Listed records:
-- Opening Marker --

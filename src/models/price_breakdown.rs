//! Price breakdown model.
//!
//! This module contains the [`PriceBreakdown`] type, the itemized result of
//! pricing a [`RentalRequest`](super::RentalRequest).

use rust_decimal::Decimal;
use serde::{Deserialize, Serialize};

/// The itemized price of a rental.
///
/// Every field keeps full decimal precision except `total`, which is rounded
/// to a whole currency unit. A breakdown with `days == 0` means the dates
/// have not been chosen yet; every amount in it is zero.
///
/// # Example
///
/// ```
/// use rental_pricing::models::PriceBreakdown;
/// use rust_decimal::Decimal;
///
/// let breakdown = PriceBreakdown::empty(Decimal::from(3500));
/// assert_eq!(breakdown.days, 0);
/// assert_eq!(breakdown.total, Decimal::ZERO);
/// assert!(!breakdown.is_priced());
/// ```
#[derive(Debug, Clone, PartialEq, Eq, Serialize, Deserialize)]
pub struct PriceBreakdown {
    /// The car's base price per day.
    pub daily_rate: Decimal,
    /// Number of billed days.
    pub days: u32,
    /// `days × daily_rate`, before any discount or surcharge.
    pub subtotal: Decimal,
    /// The long-term discount tier applied, in percent.
    pub discount_percentage: Decimal,
    /// Amount taken off the subtotal for a long rental.
    pub long_term_discount: Decimal,
    /// Saturdays and Sundays in the rental span, both ends included.
    pub weekend_days: u32,
    /// Premium for the weekend share of the subtotal.
    pub weekend_surcharge: Decimal,
    /// Flat fee for returning the car to a different location.
    pub one_way_fee: Decimal,
    /// Subtotal after discount, weekend surcharge and one-way fee.
    pub adjusted_subtotal: Decimal,
    /// Price of the hired driver.
    pub driver_cost: Decimal,
    /// Price of the insurance cover.
    pub insurance_cost: Decimal,
    /// Adjusted subtotal plus add-ons.
    pub pre_tax_total: Decimal,
    /// Tax on the pre-tax total.
    pub tax: Decimal,
    /// The amount charged, rounded to a whole currency unit.
    pub total: Decimal,
}

impl PriceBreakdown {
    /// Returns the placeholder breakdown shown before both dates are chosen.
    pub fn empty(daily_rate: Decimal) -> Self {
        Self {
            daily_rate,
            days: 0,
            subtotal: Decimal::ZERO,
            discount_percentage: Decimal::ZERO,
            long_term_discount: Decimal::ZERO,
            weekend_days: 0,
            weekend_surcharge: Decimal::ZERO,
            one_way_fee: Decimal::ZERO,
            adjusted_subtotal: Decimal::ZERO,
            driver_cost: Decimal::ZERO,
            insurance_cost: Decimal::ZERO,
            pre_tax_total: Decimal::ZERO,
            tax: Decimal::ZERO,
            total: Decimal::ZERO,
        }
    }

    /// Returns true if the breakdown covers at least one billed day.
    pub fn is_priced(&self) -> bool {
        self.days > 0
    }
}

-- Closing Marker --

Scan the records above for the string "models", then select every line that holds it.

filename src/models/price_breakdown.rs
/// use rental_pricing::models::PriceBreakdown;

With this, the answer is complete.